■ **MATERIAL FOR THIS EXERCISE**
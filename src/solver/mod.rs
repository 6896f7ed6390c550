// SPDX-FileCopyrightText: 2026 Bruno Meilick
// SPDX-License-Identifier: LicenseRef-Arcroute-FreeUse-NoCopy-NoDerivatives
//
// All rights reserved.
//
// This file is part of Arcroute and is proprietary software.
// Unauthorized copying, modification, or distribution is prohibited.

//! Pluggable backends for `BinaryProgram`s.
//!
//! Every backend implements `Solver` and reports the same `SolverResult` shape, so the model
//! builder and path extractor never know which paradigm produced an assignment. `Backend` is the
//! only place the concrete variants are named.

mod cp;
mod mip;
mod simplex;


use std::fmt;
use std::str::FromStr;
use std::time::{Duration, Instant};

use crate::formulation::BinaryProgram;
use crate::model::ArcIndex;

pub use cp::ConstraintProgrammingBackend;
pub use mip::MixedIntegerBackend;

/// Common interface for exact 0/1 program backends.
pub trait Solver: Send + Sync {
    /// Minimise the program's objective within `budget`.
    ///
    /// Running out of budget is not an error: it yields `Feasible` when an incumbent exists and
    /// `Unknown` otherwise. Errors are reserved for backend breakdowns.
    fn solve(
        &self,
        program: &BinaryProgram,
        budget: &SolveBudget,
    ) -> Result<SolverResult, SolverError>;

    /// Backend name for logging and responses.
    fn name(&self) -> &'static str;
}

#[derive(Debug, Clone, Copy, PartialEq, Eq)]
pub enum SolveStatus {
    Optimal,
    /// Budget ran out while holding an incumbent; callers treat it like `Optimal`.
    Feasible,
    Infeasible,
    /// Budget ran out before any feasible assignment was found.
    Unknown,
}

impl SolveStatus {
    pub fn as_str(self) -> &'static str {
        match self {
            Self::Optimal => "optimal",
            Self::Feasible => "feasible",
            Self::Infeasible => "infeasible",
            Self::Unknown => "unknown",
        }
    }

    pub fn has_solution(self) -> bool {
        matches!(self, Self::Optimal | Self::Feasible)
    }
}

impl fmt::Display for SolveStatus {
    fn fmt(&self, f: &mut fmt::Formatter<'_>) -> fmt::Result {
        f.write_str(self.as_str())
    }
}

/// Per-arc selection flags returned by a backend.
#[derive(Debug, Clone, PartialEq, Eq, Default)]
pub struct Assignment {
    selected: Vec<bool>,
}

impl Assignment {
    /// Maps per-variable values back onto the arcs the variables select.
    pub fn from_program_values(program: &BinaryProgram, values: &[bool]) -> Self {
        let arc_count =
            program.variables().iter().map(|var| var.arc().get() + 1).max().unwrap_or(0);
        let mut selected = vec![false; arc_count];
        for (var, value) in program.variables().iter().zip(values) {
            if *value {
                selected[var.arc().get()] = true;
            }
        }
        Self { selected }
    }

    pub fn from_selected_arcs(arc_count: usize, arcs: impl IntoIterator<Item = ArcIndex>) -> Self {
        let mut selected = vec![false; arc_count];
        for arc in arcs {
            if let Some(slot) = selected.get_mut(arc.get()) {
                *slot = true;
            }
        }
        Self { selected }
    }

    pub fn is_selected(&self, arc: ArcIndex) -> bool {
        self.selected.get(arc.get()).copied().unwrap_or(false)
    }

    pub fn selected_arcs(&self) -> impl Iterator<Item = ArcIndex> + '_ {
        self.selected
            .iter()
            .enumerate()
            .filter(|(_, selected)| **selected)
            .map(|(position, _)| ArcIndex::new(position))
    }

    pub fn selected_count(&self) -> usize {
        self.selected.iter().filter(|selected| **selected).count()
    }
}

#[derive(Debug, Clone, PartialEq)]
pub struct SolverResult {
    pub status: SolveStatus,
    pub assignment: Option<Assignment>,
    pub objective_value: Option<f64>,
    /// Search nodes visited (branch-and-bound nodes or search-tree nodes).
    pub explored_nodes: u64,
}

impl SolverResult {
    pub(crate) fn with_solution(
        program: &BinaryProgram,
        status: SolveStatus,
        values: &[bool],
        explored_nodes: u64,
    ) -> Self {
        Self {
            status,
            assignment: Some(Assignment::from_program_values(program, values)),
            objective_value: Some(program.evaluate(values)),
            explored_nodes,
        }
    }

    pub(crate) fn without_solution(status: SolveStatus, explored_nodes: u64) -> Self {
        Self { status, assignment: None, objective_value: None, explored_nodes }
    }

    /// Builds the result for a finished or interrupted search.
    pub(crate) fn from_search(
        program: &BinaryProgram,
        incumbent: Option<Vec<bool>>,
        exhausted: bool,
        explored_nodes: u64,
    ) -> Self {
        match (incumbent, exhausted) {
            (Some(values), false) => {
                Self::with_solution(program, SolveStatus::Optimal, &values, explored_nodes)
            }
            (Some(values), true) => {
                Self::with_solution(program, SolveStatus::Feasible, &values, explored_nodes)
            }
            (None, false) => Self::without_solution(SolveStatus::Infeasible, explored_nodes),
            (None, true) => Self::without_solution(SolveStatus::Unknown, explored_nodes),
        }
    }
}

#[derive(Debug, Clone, PartialEq)]
pub enum SolverError {
    IterationLimit { iterations: u64 },
    Numerical { detail: String },
    UnsupportedCoefficient { constraint: String, coefficient: f64 },
}

impl fmt::Display for SolverError {
    fn fmt(&self, f: &mut fmt::Formatter<'_>) -> fmt::Result {
        match self {
            Self::IterationLimit { iterations } => {
                write!(f, "simplex iteration limit reached after {iterations} pivots")
            }
            Self::Numerical { detail } => write!(f, "numerical failure: {detail}"),
            Self::UnsupportedCoefficient { constraint, coefficient } => write!(
                f,
                "constraint {constraint} has non-integral coefficient {coefficient}"
            ),
        }
    }
}

impl std::error::Error for SolverError {}

/// Limits for one solve call.
#[derive(Debug, Clone, Copy, PartialEq, Eq, Default)]
pub struct SolveBudget {
    pub time_limit: Option<Duration>,
    pub node_limit: Option<u64>,
}

impl SolveBudget {
    pub fn unlimited() -> Self {
        Self::default()
    }

    pub fn with_time_limit(mut self, time_limit: Duration) -> Self {
        self.time_limit = Some(time_limit);
        self
    }

    pub fn with_node_limit(mut self, node_limit: u64) -> Self {
        self.node_limit = Some(node_limit);
        self
    }

    pub(crate) fn start(&self) -> BudgetClock {
        BudgetClock {
            deadline: self.time_limit.map(|limit| Instant::now() + limit),
            node_limit: self.node_limit,
            nodes: 0,
        }
    }
}

#[derive(Debug, Clone)]
pub(crate) struct BudgetClock {
    deadline: Option<Instant>,
    node_limit: Option<u64>,
    nodes: u64,
}

impl BudgetClock {
    /// Accounts for one more search node; returns `false` once the budget is spent.
    pub(crate) fn tick(&mut self) -> bool {
        if self.node_limit.is_some_and(|limit| self.nodes >= limit) || self.expired() {
            return false;
        }
        self.nodes += 1;
        true
    }

    pub(crate) fn expired(&self) -> bool {
        self.deadline.is_some_and(|deadline| Instant::now() >= deadline)
    }

    pub(crate) fn nodes(&self) -> u64 {
        self.nodes
    }
}

#[derive(Debug, Clone, Copy, PartialEq, Eq, Default)]
pub enum Backend {
    /// LP relaxation plus branch-and-bound.
    #[default]
    MixedInteger,
    /// Propagation plus depth-first search.
    ConstraintProgramming,
}

impl Backend {
    pub const ALL: [Backend; 2] = [Self::MixedInteger, Self::ConstraintProgramming];

    pub fn as_str(self) -> &'static str {
        match self {
            Self::MixedInteger => "mip",
            Self::ConstraintProgramming => "cp",
        }
    }

    pub fn solver(self) -> Box<dyn Solver> {
        match self {
            Self::MixedInteger => Box::new(MixedIntegerBackend::default()),
            Self::ConstraintProgramming => Box::new(ConstraintProgrammingBackend),
        }
    }
}

impl fmt::Display for Backend {
    fn fmt(&self, f: &mut fmt::Formatter<'_>) -> fmt::Result {
        f.write_str(self.as_str())
    }
}

#[derive(Debug, Clone, PartialEq, Eq)]
pub struct ParseBackendError {
    value: String,
}

impl fmt::Display for ParseBackendError {
    fn fmt(&self, f: &mut fmt::Formatter<'_>) -> fmt::Result {
        write!(f, "unknown backend `{}` (expected mip|cp)", self.value)
    }
}

impl std::error::Error for ParseBackendError {}

impl FromStr for Backend {
    type Err = ParseBackendError;

    fn from_str(s: &str) -> Result<Self, Self::Err> {
        match s.trim().to_ascii_lowercase().as_str() {
            "mip" | "milp" | "mixed-integer" => Ok(Self::MixedInteger),
            "cp" | "cp-sat" | "constraint" => Ok(Self::ConstraintProgramming),
            _ => Err(ParseBackendError { value: s.to_owned() }),
        }
    }
}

■ **WHAT IS REQUIRED**
Return, from the data above, each line in which the string "SolverError" appears.

■ **EXERCISE RESPONSE**
    ) -> Result<SolverResult, SolverError>;
pub enum SolverError {
impl fmt::Display for SolverError {
impl std::error::Error for SolverError {}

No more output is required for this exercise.